— What you should do —
Scan the listing below for lines with "remote" in them. Give their number and nothing more.

— Dataset extract —
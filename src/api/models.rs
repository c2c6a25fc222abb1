//! Typed views of the remote resources.
//!
//! All of this data is owned by the remote service; these structs are
//! transient per-run snapshots. Fields the tools never touch are omitted,
//! and everything the backend may leave out is an `Option`.

use serde::{Deserialize, Deserializer};

/// Response envelope for every `*.list` action.
#[derive(Debug, Clone, Deserialize)]
pub struct ListResponse<T> {
    #[serde(default = "Vec::new")]
    pub objects: Vec<T>,
    #[serde(rename = "totalCount", default)]
    pub total_count: i64,
}

/// The backend encodes nullable booleans as 0/1 integers in some places and
/// real booleans in others; accept both.
pub fn flag<'de, D>(deserializer: D) -> Result<bool, D::Error>
where
    D: Deserializer<'de>,
{
    #[derive(Deserialize)]
    #[serde(untagged)]
    enum Raw {
        Bool(bool),
        Int(i64),
        Str(String),
    }

    Ok(match Option::<Raw>::deserialize(deserializer)? {
        Some(Raw::Bool(b)) => b,
        Some(Raw::Int(i)) => i > 0,
        Some(Raw::Str(s)) => s == "1" || s.eq_ignore_ascii_case("true"),
        None => false,
    })
}

/// A media entry (or base entry; the tools only need the shared fields).
#[derive(Debug, Clone, Default, Deserialize)]
#[serde(rename_all = "camelCase", default)]
pub struct MediaEntry {
    pub id: String,
    pub name: String,
    pub description: Option<String>,
    pub tags: Option<String>,
    /// Owner user ID.
    pub user_id: Option<String>,
    pub creator_id: Option<String>,
    /// Duration in seconds.
    pub duration: Option<i64>,
    pub plays: Option<i64>,
    pub created_at: Option<i64>,
    pub updated_at: Option<i64>,
    pub last_played_at: Option<i64>,
    pub parent_entry_id: Option<String>,
    pub root_entry_id: Option<String>,
    pub media_type: Option<i64>,
    pub status: Option<i64>,
    pub display_in_search: Option<i64>,
    pub categories_ids: Option<String>,
    pub admin_tags: Option<String>,
}

impl MediaEntry {
    /// Child entries of multi-stream recordings carry a parent pointer.
    pub fn is_child(&self) -> bool {
        match &self.parent_entry_id {
            Some(parent) => !parent.is_empty() && *parent != self.id,
            None => false,
        }
    }
}

/// A timestamped annotation on an entry. The list action returns every
/// kind in one response, discriminated by `cuePointType`, so this struct
/// is the union of the fields the tools read.
#[derive(Debug, Clone, Default, Deserialize)]
#[serde(rename_all = "camelCase", default)]
pub struct CuePoint {
    pub id: String,
    pub cue_point_type: String,
    pub entry_id: String,
    /// Offset from the start of the entry, in milliseconds.
    pub start_time: Option<i64>,
    pub end_time: Option<i64>,
    pub duration: Option<i64>,
    pub user_id: Option<String>,
    pub tags: Option<String>,
    pub system_name: Option<String>,
    pub partner_data: Option<String>,
    pub partner_sort_value: Option<i64>,
    pub thumb_offset: Option<i64>,
    pub created_at: Option<i64>,
    #[serde(deserialize_with = "flag")]
    pub is_public: bool,
    pub force_stop: Option<i64>,
    pub sub_type: Option<i64>,
    // Chapter fields
    pub title: Option<String>,
    pub description: Option<String>,
    // Annotation fields
    pub text: Option<String>,
    pub parent_id: Option<String>,
    // Quiz question fields
    pub question: Option<String>,
    pub question_type: Option<i64>,
    pub optional_answers: Option<Vec<OptionalAnswer>>,
    // Quiz answer fields
    pub answer_key: Option<String>,
    pub answer: Option<String>,
    #[serde(deserialize_with = "flag")]
    pub is_correct: bool,
}

/// Cue-point type discriminators used on the wire.
pub mod cue_point_type {
    pub const CHAPTER: &str = "thumbCuePoint.Thumb";
    pub const QUIZ_QUESTION: &str = "quiz.QUIZ_QUESTION";
    pub const QUIZ_ANSWER: &str = "quiz.QUIZ_ANSWER";
    pub const ANNOTATION: &str = "annotation.Annotation";
    pub const AD: &str = "adCuePoint.Ad";
    pub const CODE: &str = "codeCuePoint.Code";
    pub const EVENT: &str = "eventCuePoint.Event";
}

/// Chapter cue points are thumb cue points with this subtype.
pub const CHAPTER_SUB_TYPE: i64 = 2;

#[derive(Debug, Clone, Default, Deserialize)]
#[serde(rename_all = "camelCase", default)]
pub struct OptionalAnswer {
    pub key: Option<String>,
    pub text: Option<String>,
    #[serde(deserialize_with = "flag")]
    pub is_correct: bool,
    pub weight: Option<f64>,
}

#[derive(Debug, Clone, Default, Deserialize)]
#[serde(rename_all = "camelCase", default)]
pub struct Category {
    pub id: i64,
    pub name: String,
    pub full_name: Option<String>,
    pub parent_id: Option<i64>,
    pub owner: Option<String>,
    pub privacy: Option<i64>,
    pub privacy_context: Option<String>,
    pub entries_count: Option<i64>,
}

#[derive(Debug, Clone, Default, Deserialize)]
#[serde(rename_all = "camelCase", default)]
pub struct CategoryEntry {
    pub category_id: i64,
    pub entry_id: String,
    pub status: Option<i64>,
    pub created_at: Option<i64>,
}

/// `categoryEntry.status` value for a fully active association.
pub const CATEGORY_ENTRY_ACTIVE: i64 = 2;

#[derive(Debug, Clone, Default, Deserialize)]
#[serde(rename_all = "camelCase", default)]
pub struct CategoryUser {
    pub category_id: i64,
    pub user_id: String,
    pub permission_level: Option<i64>,
}

#[derive(Debug, Clone, Default, Deserialize)]
#[serde(rename_all = "camelCase", default)]
pub struct CaptionAsset {
    pub id: String,
    pub entry_id: String,
    pub label: Option<String>,
    pub language: Option<String>,
    pub format: Option<String>,
    pub file_ext: Option<String>,
    #[serde(deserialize_with = "flag")]
    pub display_on_player: bool,
}

#[derive(Debug, Clone, Default, Deserialize)]
#[serde(rename_all = "camelCase", default)]
pub struct FlavorAsset {
    pub id: String,
    pub entry_id: String,
    #[serde(deserialize_with = "flag")]
    pub is_original: bool,
    pub tags: Option<String>,
    /// Size in kilobytes (legacy field).
    pub size: Option<i64>,
    pub size_in_bytes: Option<i64>,
    pub file_ext: Option<String>,
    pub flavor_params_id: Option<i64>,
}

impl FlavorAsset {
    pub fn byte_size(&self) -> i64 {
        self.size_in_bytes
            .filter(|b| *b > 0)
            .or_else(|| self.size.map(|kb| kb * 1024))
            .unwrap_or(0)
    }
}

#[derive(Debug, Clone, Default, Deserialize)]
#[serde(rename_all = "camelCase", default)]
pub struct ThumbAsset {
    pub id: String,
    pub entry_id: String,
}

#[derive(Debug, Clone, Default, Deserialize)]
#[serde(rename_all = "camelCase", default)]
pub struct AttachmentAsset {
    pub id: String,
    pub entry_id: String,
    pub filename: Option<String>,
    pub title: Option<String>,
    pub file_ext: Option<String>,
}

#[derive(Debug, Clone, Default, Deserialize)]
#[serde(rename_all = "camelCase", default)]
pub struct Playlist {
    pub id: String,
    pub name: String,
    pub playlist_content: Option<String>,
}

/// A custom-metadata record: an XML document attached to some object.
#[derive(Debug, Clone, Default, Deserialize)]
#[serde(rename_all = "camelCase", default)]
pub struct MetadataObject {
    pub id: i64,
    pub xml: String,
    pub object_id: Option<String>,
    pub metadata_profile_id: Option<i64>,
}

/// A user's interaction record with an entry (quiz attempts).
#[derive(Debug, Clone, Default, Deserialize)]
#[serde(rename_all = "camelCase", default)]
pub struct UserEntry {
    pub id: i64,
    pub entry_id: String,
    pub user_id: Option<String>,
    pub created_at: Option<i64>,
}

#[derive(Debug, Clone, Default, Deserialize)]
#[serde(rename_all = "camelCase", default)]
pub struct AuditTrailEvent {
    pub id: i64,
    pub entry_id: Option<String>,
    pub entry_point: Option<String>,
    pub user_id: Option<String>,
    pub created_at: Option<i64>,
}

#[cfg(test)]
mod tests {
    use super::*;
    use serde_json::json;

    #[test]
    fn test_list_response_defaults() {
        let parsed: ListResponse<MediaEntry> =
            serde_json::from_value(json!({"totalCount": 0})).unwrap();
        assert!(parsed.objects.is_empty());
        assert_eq!(parsed.total_count, 0);
    }

    #[test]
    fn test_media_entry_parsing() {
        let parsed: MediaEntry = serde_json::from_value(json!({
            "id": "0_abc",
            "name": "Lecture 1",
            "userId": "jdoe",
            "duration": 3600,
            "plays": 12,
            "createdAt": 1700000000
        }))
        .unwrap();

        assert_eq!(parsed.id, "0_abc");
        assert_eq!(parsed.user_id.as_deref(), Some("jdoe"));
        assert_eq!(parsed.duration, Some(3600));
        assert!(!parsed.is_child());
    }

    #[test]
    fn test_child_detection() {
        let child: MediaEntry = serde_json::from_value(json!({
            "id": "0_kid",
            "name": "cam 2",
            "parentEntryId": "0_parent"
        }))
        .unwrap();
        assert!(child.is_child());

        // Some backends echo the entry's own ID in the parent field.
        let not_child: MediaEntry = serde_json::from_value(json!({
            "id": "0_same",
            "name": "x",
            "parentEntryId": "0_same"
        }))
        .unwrap();
        assert!(!not_child.is_child());
    }

    #[test]
    fn test_flag_accepts_ints_and_bools() {
        let a: FlavorAsset =
            serde_json::from_value(json!({"id": "1_f", "entryId": "0_e", "isOriginal": 1}))
                .unwrap();
        assert!(a.is_original);

        let b: FlavorAsset =
            serde_json::from_value(json!({"id": "1_g", "entryId": "0_e", "isOriginal": false}))
                .unwrap();
        assert!(!b.is_original);
    }

    #[test]
    fn test_flavor_byte_size_fallback() {
        let kb_only: FlavorAsset =
            serde_json::from_value(json!({"id": "1_f", "entryId": "0_e", "size": 2048}))
                .unwrap();
        assert_eq!(kb_only.byte_size(), 2048 * 1024);

        let exact: FlavorAsset = serde_json::from_value(
            json!({"id": "1_f", "entryId": "0_e", "size": 1, "sizeInBytes": 1500}),
        )
        .unwrap();
        assert_eq!(exact.byte_size(), 1500);
    }

    #[test]
    fn test_quiz_cue_point_parsing() {
        let parsed: CuePoint = serde_json::from_value(json!({
            "id": "1_cp",
            "cuePointType": "quiz.QUIZ_QUESTION",
            "entryId": "0_abc",
            "startTime": 15000,
            "question": "2 + 2?",
            "questionType": 1,
            "optionalAnswers": [
                {"key": "1", "text": "4", "isCorrect": 1, "weight": 1},
                {"key": "2", "text": "5", "isCorrect": 0, "weight": 1}
            ]
        }))
        .unwrap();

        assert_eq!(parsed.cue_point_type, cue_point_type::QUIZ_QUESTION);
        let answers = parsed.optional_answers.unwrap();
        assert_eq!(answers.len(), 2);
        assert!(answers[0].is_correct);
        assert!(!answers[1].is_correct);
    }
}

— Reply —
2